:: DATA UNDER STUDY
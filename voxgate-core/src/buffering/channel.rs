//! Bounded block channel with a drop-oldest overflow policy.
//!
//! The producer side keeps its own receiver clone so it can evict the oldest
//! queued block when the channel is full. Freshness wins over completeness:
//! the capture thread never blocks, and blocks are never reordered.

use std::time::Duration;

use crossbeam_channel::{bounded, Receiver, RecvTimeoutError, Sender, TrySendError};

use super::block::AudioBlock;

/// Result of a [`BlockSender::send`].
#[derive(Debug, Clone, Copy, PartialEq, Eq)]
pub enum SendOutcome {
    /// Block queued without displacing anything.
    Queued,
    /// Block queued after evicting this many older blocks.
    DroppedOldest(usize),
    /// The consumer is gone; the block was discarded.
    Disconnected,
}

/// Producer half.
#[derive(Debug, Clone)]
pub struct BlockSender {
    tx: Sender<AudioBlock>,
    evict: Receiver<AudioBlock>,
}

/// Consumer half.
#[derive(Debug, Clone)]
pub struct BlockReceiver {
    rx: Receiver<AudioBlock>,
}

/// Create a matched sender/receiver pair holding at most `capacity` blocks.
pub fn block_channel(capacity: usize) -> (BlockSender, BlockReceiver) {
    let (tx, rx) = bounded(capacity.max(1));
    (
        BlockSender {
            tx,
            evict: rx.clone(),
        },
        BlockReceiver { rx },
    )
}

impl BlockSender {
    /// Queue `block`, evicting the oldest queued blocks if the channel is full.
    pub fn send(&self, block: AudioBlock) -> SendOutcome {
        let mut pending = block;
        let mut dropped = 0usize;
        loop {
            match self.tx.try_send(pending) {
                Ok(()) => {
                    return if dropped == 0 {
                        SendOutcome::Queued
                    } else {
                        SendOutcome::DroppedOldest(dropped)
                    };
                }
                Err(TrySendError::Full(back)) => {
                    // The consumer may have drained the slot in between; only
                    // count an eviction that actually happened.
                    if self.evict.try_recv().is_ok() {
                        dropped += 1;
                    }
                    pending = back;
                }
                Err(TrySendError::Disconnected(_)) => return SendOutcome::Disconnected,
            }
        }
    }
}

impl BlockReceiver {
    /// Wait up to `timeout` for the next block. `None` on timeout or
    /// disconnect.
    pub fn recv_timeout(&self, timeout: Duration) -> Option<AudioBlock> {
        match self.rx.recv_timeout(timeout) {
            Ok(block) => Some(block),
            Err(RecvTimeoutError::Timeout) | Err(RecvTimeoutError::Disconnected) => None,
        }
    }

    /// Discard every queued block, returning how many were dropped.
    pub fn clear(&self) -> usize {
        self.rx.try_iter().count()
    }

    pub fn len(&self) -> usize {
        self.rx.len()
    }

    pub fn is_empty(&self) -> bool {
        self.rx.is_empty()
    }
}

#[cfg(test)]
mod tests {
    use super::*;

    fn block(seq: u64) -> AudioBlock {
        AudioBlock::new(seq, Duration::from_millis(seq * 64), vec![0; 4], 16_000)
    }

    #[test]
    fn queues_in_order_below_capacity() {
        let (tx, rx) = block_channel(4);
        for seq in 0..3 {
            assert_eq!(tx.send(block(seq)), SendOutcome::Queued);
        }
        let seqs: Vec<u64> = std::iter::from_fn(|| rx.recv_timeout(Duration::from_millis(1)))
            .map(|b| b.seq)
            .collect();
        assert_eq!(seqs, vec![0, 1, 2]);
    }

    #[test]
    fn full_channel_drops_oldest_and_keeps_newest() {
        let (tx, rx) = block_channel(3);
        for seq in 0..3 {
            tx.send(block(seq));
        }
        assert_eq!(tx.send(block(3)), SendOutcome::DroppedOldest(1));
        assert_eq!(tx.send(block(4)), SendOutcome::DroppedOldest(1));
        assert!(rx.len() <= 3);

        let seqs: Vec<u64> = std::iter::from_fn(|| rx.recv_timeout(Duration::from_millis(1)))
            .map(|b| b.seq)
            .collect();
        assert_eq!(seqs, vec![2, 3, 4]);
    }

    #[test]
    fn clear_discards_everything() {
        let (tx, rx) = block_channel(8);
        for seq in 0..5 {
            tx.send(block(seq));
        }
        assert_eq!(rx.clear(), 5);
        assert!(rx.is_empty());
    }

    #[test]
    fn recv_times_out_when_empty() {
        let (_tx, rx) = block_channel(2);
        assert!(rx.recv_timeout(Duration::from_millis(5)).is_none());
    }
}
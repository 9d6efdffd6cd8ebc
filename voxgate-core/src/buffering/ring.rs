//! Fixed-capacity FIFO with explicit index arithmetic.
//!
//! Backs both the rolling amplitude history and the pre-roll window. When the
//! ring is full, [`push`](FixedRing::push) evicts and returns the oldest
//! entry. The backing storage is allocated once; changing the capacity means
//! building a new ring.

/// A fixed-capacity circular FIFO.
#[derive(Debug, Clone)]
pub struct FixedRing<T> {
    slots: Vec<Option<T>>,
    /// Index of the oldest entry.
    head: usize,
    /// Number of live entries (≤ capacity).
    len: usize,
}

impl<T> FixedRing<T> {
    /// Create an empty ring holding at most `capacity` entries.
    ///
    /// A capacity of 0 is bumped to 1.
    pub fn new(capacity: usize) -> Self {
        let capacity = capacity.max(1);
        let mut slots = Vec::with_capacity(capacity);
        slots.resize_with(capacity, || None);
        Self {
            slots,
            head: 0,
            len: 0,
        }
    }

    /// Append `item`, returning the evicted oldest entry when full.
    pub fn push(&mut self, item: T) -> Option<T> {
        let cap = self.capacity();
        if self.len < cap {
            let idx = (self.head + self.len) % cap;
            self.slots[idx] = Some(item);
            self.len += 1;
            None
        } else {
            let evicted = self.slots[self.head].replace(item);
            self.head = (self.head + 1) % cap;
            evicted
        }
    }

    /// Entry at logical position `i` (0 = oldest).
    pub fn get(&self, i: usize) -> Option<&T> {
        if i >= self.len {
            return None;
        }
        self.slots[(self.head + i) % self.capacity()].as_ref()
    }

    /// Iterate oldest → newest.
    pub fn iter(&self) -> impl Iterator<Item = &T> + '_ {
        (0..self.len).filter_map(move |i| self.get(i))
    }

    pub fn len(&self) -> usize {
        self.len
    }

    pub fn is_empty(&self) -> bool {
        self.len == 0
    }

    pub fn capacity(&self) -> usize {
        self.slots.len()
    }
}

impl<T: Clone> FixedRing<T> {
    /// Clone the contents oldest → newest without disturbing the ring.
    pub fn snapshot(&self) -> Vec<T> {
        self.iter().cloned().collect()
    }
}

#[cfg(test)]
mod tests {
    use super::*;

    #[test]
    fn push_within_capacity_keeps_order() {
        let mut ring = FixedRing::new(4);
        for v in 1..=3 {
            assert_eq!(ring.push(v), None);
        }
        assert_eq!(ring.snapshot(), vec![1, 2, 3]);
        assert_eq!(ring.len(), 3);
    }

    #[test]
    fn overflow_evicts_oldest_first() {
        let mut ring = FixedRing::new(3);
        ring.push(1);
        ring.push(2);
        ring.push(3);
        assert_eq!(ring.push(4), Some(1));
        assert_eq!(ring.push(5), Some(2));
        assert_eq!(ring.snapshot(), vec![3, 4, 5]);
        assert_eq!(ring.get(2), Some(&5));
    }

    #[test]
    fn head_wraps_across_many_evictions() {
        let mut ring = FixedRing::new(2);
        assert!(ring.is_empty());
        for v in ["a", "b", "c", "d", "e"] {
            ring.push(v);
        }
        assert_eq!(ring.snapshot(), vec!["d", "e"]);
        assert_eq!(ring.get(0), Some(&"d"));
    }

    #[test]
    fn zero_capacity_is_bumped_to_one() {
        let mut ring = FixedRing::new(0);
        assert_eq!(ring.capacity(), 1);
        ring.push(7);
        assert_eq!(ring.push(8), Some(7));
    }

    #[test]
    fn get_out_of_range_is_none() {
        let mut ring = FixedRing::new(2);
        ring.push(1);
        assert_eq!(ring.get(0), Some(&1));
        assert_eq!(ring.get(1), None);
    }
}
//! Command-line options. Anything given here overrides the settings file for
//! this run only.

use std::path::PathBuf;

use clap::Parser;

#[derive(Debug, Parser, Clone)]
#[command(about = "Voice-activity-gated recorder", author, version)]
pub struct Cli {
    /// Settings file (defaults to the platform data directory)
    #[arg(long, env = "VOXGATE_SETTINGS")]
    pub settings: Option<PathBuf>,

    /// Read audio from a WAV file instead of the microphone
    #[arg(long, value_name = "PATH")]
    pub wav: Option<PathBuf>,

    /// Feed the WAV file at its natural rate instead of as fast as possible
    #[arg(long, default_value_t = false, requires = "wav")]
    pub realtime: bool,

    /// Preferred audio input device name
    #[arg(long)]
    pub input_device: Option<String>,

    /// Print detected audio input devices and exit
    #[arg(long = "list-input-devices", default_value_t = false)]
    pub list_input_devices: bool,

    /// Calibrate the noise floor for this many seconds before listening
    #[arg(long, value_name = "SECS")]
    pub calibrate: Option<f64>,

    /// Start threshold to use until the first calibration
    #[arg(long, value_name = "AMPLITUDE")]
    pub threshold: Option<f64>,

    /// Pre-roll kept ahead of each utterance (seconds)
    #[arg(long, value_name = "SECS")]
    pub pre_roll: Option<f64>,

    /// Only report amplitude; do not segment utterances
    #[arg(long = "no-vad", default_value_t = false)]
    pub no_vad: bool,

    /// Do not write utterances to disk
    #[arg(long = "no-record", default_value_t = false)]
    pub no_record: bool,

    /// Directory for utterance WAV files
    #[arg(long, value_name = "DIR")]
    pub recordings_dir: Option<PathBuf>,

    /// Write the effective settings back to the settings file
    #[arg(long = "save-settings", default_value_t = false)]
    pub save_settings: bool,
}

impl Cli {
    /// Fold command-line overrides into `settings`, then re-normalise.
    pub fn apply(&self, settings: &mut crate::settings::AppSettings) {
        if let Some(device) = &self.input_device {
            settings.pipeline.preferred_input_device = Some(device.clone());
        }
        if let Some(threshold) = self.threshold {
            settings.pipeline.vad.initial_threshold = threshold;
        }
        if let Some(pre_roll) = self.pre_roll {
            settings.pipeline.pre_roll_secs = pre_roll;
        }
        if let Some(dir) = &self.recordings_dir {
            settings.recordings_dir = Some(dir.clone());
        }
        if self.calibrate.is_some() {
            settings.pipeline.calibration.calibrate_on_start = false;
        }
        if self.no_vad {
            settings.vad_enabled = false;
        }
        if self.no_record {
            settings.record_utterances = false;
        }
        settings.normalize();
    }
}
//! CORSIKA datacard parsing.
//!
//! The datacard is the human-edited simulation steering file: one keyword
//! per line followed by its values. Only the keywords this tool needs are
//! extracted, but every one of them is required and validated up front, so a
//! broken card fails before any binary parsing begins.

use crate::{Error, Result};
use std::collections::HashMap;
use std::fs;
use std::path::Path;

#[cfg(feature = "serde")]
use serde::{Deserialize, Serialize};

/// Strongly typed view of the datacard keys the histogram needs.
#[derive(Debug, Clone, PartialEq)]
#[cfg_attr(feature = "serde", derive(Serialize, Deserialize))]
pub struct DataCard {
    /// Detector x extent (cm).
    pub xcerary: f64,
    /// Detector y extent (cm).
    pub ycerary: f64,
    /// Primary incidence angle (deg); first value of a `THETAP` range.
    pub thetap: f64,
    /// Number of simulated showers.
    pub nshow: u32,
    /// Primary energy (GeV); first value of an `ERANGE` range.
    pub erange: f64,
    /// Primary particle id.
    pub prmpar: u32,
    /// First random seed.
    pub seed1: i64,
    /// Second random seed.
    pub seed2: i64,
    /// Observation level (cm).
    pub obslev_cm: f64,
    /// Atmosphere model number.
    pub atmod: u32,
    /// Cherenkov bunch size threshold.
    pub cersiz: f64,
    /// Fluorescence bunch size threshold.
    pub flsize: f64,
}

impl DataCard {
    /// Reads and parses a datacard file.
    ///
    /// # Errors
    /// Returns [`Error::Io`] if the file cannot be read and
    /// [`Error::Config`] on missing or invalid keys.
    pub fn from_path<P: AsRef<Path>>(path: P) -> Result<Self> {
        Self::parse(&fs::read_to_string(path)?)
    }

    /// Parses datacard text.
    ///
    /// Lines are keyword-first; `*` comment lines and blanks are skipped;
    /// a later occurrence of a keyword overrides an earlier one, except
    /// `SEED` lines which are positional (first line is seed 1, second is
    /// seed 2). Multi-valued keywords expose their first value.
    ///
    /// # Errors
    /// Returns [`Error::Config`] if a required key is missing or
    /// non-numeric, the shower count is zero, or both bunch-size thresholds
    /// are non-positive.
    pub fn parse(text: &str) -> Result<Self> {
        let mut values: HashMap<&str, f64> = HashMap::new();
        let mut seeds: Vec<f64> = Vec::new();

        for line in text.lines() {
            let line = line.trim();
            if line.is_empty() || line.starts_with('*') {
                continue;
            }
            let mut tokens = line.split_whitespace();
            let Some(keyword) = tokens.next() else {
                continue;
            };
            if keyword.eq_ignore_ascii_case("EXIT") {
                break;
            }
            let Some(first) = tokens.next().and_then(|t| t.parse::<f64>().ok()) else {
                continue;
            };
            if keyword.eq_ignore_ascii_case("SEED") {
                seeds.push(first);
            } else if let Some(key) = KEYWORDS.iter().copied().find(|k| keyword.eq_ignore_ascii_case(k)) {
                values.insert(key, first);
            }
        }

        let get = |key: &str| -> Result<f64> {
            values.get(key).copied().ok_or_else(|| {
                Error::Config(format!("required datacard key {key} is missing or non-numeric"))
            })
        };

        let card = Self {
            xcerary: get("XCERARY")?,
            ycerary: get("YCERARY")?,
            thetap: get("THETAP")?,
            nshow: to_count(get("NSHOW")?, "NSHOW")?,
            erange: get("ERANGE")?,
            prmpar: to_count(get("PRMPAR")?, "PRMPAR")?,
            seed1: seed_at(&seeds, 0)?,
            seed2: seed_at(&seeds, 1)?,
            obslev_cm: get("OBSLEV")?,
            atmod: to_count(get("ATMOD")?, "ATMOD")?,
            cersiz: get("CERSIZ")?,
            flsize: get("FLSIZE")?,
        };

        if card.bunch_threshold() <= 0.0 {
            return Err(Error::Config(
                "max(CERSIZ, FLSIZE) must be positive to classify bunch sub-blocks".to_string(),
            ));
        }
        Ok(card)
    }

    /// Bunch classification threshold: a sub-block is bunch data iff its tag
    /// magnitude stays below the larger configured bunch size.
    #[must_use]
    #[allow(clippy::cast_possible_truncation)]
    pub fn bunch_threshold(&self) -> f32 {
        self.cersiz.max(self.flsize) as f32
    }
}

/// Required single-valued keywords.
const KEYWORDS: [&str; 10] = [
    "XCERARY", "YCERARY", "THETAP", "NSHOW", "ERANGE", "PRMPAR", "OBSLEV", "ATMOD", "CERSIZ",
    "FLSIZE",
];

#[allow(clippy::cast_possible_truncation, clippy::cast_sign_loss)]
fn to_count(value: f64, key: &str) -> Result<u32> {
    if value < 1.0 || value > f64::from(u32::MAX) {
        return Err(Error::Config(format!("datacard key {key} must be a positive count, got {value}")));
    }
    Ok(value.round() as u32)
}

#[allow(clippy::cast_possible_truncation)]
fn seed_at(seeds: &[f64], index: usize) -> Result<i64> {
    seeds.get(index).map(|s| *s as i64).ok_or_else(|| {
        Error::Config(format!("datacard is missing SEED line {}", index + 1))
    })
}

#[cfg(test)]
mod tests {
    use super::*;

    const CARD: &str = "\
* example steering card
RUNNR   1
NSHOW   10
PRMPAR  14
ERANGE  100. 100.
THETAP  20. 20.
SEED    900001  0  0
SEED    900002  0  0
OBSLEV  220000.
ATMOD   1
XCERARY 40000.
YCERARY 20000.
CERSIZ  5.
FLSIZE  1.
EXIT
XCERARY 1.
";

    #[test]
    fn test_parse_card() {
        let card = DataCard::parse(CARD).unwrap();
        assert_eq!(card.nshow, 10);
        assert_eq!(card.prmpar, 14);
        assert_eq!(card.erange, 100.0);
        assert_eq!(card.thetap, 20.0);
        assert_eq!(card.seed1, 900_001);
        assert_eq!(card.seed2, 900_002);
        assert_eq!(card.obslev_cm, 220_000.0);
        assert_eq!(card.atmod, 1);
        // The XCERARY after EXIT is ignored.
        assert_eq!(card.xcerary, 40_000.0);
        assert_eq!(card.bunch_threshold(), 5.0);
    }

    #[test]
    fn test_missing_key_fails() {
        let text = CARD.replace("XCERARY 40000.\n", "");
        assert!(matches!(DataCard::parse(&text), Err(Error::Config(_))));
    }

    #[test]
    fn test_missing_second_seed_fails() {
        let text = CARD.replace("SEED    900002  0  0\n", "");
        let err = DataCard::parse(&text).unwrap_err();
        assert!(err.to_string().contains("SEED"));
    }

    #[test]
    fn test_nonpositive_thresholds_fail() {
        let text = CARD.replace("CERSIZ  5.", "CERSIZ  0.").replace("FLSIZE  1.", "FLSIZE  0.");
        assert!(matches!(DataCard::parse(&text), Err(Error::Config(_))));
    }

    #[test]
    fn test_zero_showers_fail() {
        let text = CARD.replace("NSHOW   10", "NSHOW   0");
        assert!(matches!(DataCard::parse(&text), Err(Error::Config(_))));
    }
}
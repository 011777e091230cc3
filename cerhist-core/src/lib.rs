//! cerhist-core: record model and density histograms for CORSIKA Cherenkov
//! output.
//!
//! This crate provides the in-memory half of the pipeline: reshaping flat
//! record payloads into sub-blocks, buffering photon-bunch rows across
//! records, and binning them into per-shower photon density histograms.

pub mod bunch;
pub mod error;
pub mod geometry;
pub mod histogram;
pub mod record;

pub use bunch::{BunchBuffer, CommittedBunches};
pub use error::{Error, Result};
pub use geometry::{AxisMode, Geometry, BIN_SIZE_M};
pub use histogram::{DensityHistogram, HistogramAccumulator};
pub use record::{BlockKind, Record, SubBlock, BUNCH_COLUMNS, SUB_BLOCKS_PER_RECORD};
::::
What is needed is how many lines of the listing include the string "RecvTimeoutError", given as a bare number.

2